The MIT and MIT-IBM Watson AI Lab researchers are attempting to improve the task of vision-and-language navigation through their new navigation method. This multistep navigation task involves converting visual representations into pieces of language, which are then fed into one large language model that achieves all parts of the task. By utilizing language-based representations, the method enables the generation of a huge amount of synthetic training data and can be used in situations that lack enough visual data for training. The researchers found that combining their language-based inputs with visual signals leads to better navigation performance.

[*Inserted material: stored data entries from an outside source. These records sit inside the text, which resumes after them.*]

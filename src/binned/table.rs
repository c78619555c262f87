// binned/table.rs

use indexmap::IndexMap;

use super::BinnedStatistics;
use crate::binning::Dimension;
use crate::error::{BespinError, Result};
use crate::statistic::{field_name, StatKind};

/// Which statistics to get. Empty lists select everything available.
#[derive(Clone, Debug, Default)]
pub struct StatQuery {
    pub variables: Vec<String>,
    pub diagnostics: Vec<String>,
    pub statistics: Vec<StatKind>,
    /// Error on a variable/diagnostic/statistic combination that can't be
    /// calculated, instead of skipping it.
    pub strict: bool,
}

impl StatQuery {
    pub fn all() -> Self {
        Self::default()
    }

    pub fn variable(mut self, variable: &str) -> Self {
        self.variables.push(variable.to_string());
        self
    }

    pub fn diagnostic(mut self, diagnostic: &str) -> Self {
        self.diagnostics.push(diagnostic.to_string());
        self
    }

    pub fn statistic(mut self, statistic: StatKind) -> Self {
        self.statistics.push(statistic);
        self
    }

    pub fn strict(mut self, strict: bool) -> Self {
        self.strict = strict;
        self
    }
}

#[derive(Clone, Debug, PartialEq)]
pub struct StatField {
    pub shape: Vec<usize>,
    pub values: Vec<f64>,
}

/// Statistic values pulled out of a [`BinnedStatistics`], keyed by
/// `<variable>.<diagnostic>.<statistic>`, along with the coordinates
/// needed to interpret them.
#[derive(Clone, Debug)]
pub struct StatTable {
    pub dimensions: Vec<Dimension>,
    pub channels: Option<Vec<i64>>,
    pub fields: IndexMap<String, StatField>,
    pub attributes: IndexMap<String, String>,
}

impl StatTable {
    pub fn get(&self, name: &str) -> Option<&StatField> {
        self.fields.get(name)
    }

    pub fn names(&self) -> impl Iterator<Item = &str> {
        self.fields.keys().map(String::as_str)
    }

    pub fn is_empty(&self) -> bool {
        self.fields.is_empty()
    }
}

impl BinnedStatistics {
    /// Get core and derived statistic values.
    pub fn get(&self, query: &StatQuery) -> Result<StatTable> {
        let variables: Vec<&str> = if query.variables.is_empty() {
            self.variable_names()
        } else {
            query.variables.iter().map(String::as_str).collect()
        };
        let diagnostics: Vec<&str> = if query.diagnostics.is_empty() {
            self.diagnostics().iter().map(|d| d.name.as_str()).collect()
        } else {
            query.diagnostics.iter().map(String::as_str).collect()
        };
        let statistics: &[StatKind] = if query.statistics.is_empty() {
            &StatKind::ALL
        } else {
            &query.statistics
        };

        let mut fields = IndexMap::new();
        for variable in &variables {
            let shape = match self.field_shape(variable) {
                Ok(shape) => shape,
                Err(e) if query.strict => return Err(e),
                Err(_) => continue,
            };
            for diagnostic in &diagnostics {
                if self.diagnostic(diagnostic).is_none() {
                    if query.strict {
                        return Err(BespinError::InvalidDiagnostic {
                            name: diagnostic.to_string(),
                            reason: "not binned".to_string(),
                        });
                    }
                    continue;
                }
                for stat in statistics {
                    let lookup = |k: StatKind| self.field(variable, diagnostic, k);
                    match stat.value(lookup) {
                        Ok(values) => {
                            fields.insert(
                                field_name(variable, diagnostic, *stat),
                                StatField {
                                    shape: shape.clone(),
                                    values,
                                },
                            );
                        }
                        Err(e) if query.strict => return Err(e),
                        Err(_) => {}
                    }
                }
            }
        }

        Ok(StatTable {
            dimensions: self.bins().to_vec(),
            channels: self.channels().map(<[i64]>::to_vec),
            fields,
            attributes: self.attributes(),
        })
    }

    /// Global attributes: the obs window and any sliced dimensions.
    pub fn attributes(&self) -> IndexMap<String, String> {
        let mut attributes = IndexMap::new();
        if let Some(start) = self.window_start {
            attributes.insert("window_start".to_string(), start.to_rfc3339());
        }
        if let Some(end) = self.window_end {
            attributes.insert("window_end".to_string(), end.to_rfc3339());
        }
        if !self.sliced_dims().is_empty() {
            let names: Vec<&str> = self.sliced_dims().keys().map(String::as_str).collect();
            attributes.insert("sliced_dims".to_string(), names.join(" "));
            for (name, value) in self.sliced_dims() {
                attributes.insert(name.clone(), value.to_string());
            }
        }
        attributes
    }
}

#[cfg(test)]
mod tests {
    use super::*;
    use crate::binned::tests::{bin_fixture, latlon_bins};
    use crate::test_utils::test_utils::obs_fixture;

    #[test]
    fn test_get_all() {
        let binned = bin_fixture("latlon", latlon_bins(), obs_fixture());
        let table = binned.get(&StatQuery::all()).unwrap();

        // ObsValue has everything, ombg can't give min/max
        assert_eq!(table.fields.len(), 9 + 7);
        assert!(table.get("air_temperature.ombg.min").is_none());
        assert!(table.get("air_temperature.ombg.rmsd").is_some());

        let mean = table.get("air_temperature.ObsValue.mean").unwrap();
        assert_eq!(mean.shape, vec![2, 2]);
        assert_eq!(mean.values, vec![280.0, 285.0, 290.0, 297.5]);
        assert_eq!(
            table.attributes["window_start"],
            "2020-12-15T03:00:00+00:00"
        );
    }

    #[test]
    fn test_get_selected() {
        let binned = bin_fixture("latlon", latlon_bins(), obs_fixture());
        let query = StatQuery::all()
            .diagnostic("ombg")
            .statistic(StatKind::Count)
            .statistic(StatKind::Variance);
        let table = binned.get(&query).unwrap();
        let names: Vec<&str> = table.names().collect();
        assert_eq!(
            names,
            vec!["air_temperature.ombg.count", "air_temperature.ombg.variance"]
        );
        let variance = &table.get("air_temperature.ombg.variance").unwrap().values;
        assert!(variance[0].is_nan());
        assert_eq!(variance[3], 0.0);
    }

    #[test]
    fn test_get_missing() {
        let binned = bin_fixture("latlon", latlon_bins(), obs_fixture());
        let query = StatQuery::all()
            .diagnostic("ombg")
            .statistic(StatKind::Max);
        assert!(binned.get(&query).unwrap().is_empty());
        assert!(binned.get(&query.strict(true)).is_err());

        let query = StatQuery::all().variable("specific_humidity");
        assert!(binned.get(&query).unwrap().is_empty());
        assert!(matches!(
            binned.get(&query.strict(true)),
            Err(BespinError::MissingVariable(_))
        ));
    }
}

The new method developed by the researchers differs from traditional techniques that use visual representations for navigation in several ways. Firstly, instead of encoding visual features from images of a robot's surroundings as visual representations, which is computationally intensive, the new method creates text captions that describe the robot's point-of-view. Secondly, the new method utilizes a large language model to process the text captions and predict the actions a robot should take to fulfill a user's language-based instructions. Lastly, the new method can generate a huge amount of synthetic training data using language-based representations, which is not possible with traditional vision-based techniques.

The main advantages of using language-based inputs over visual representations, according to the research findings, are as follows:
While the language-based approach does not outperform techniques that use visual features, it performs well in situations that lack enough visual data for training. Moreover, combining language-based representations with vision-based methods can improve an agent's ability to navigate.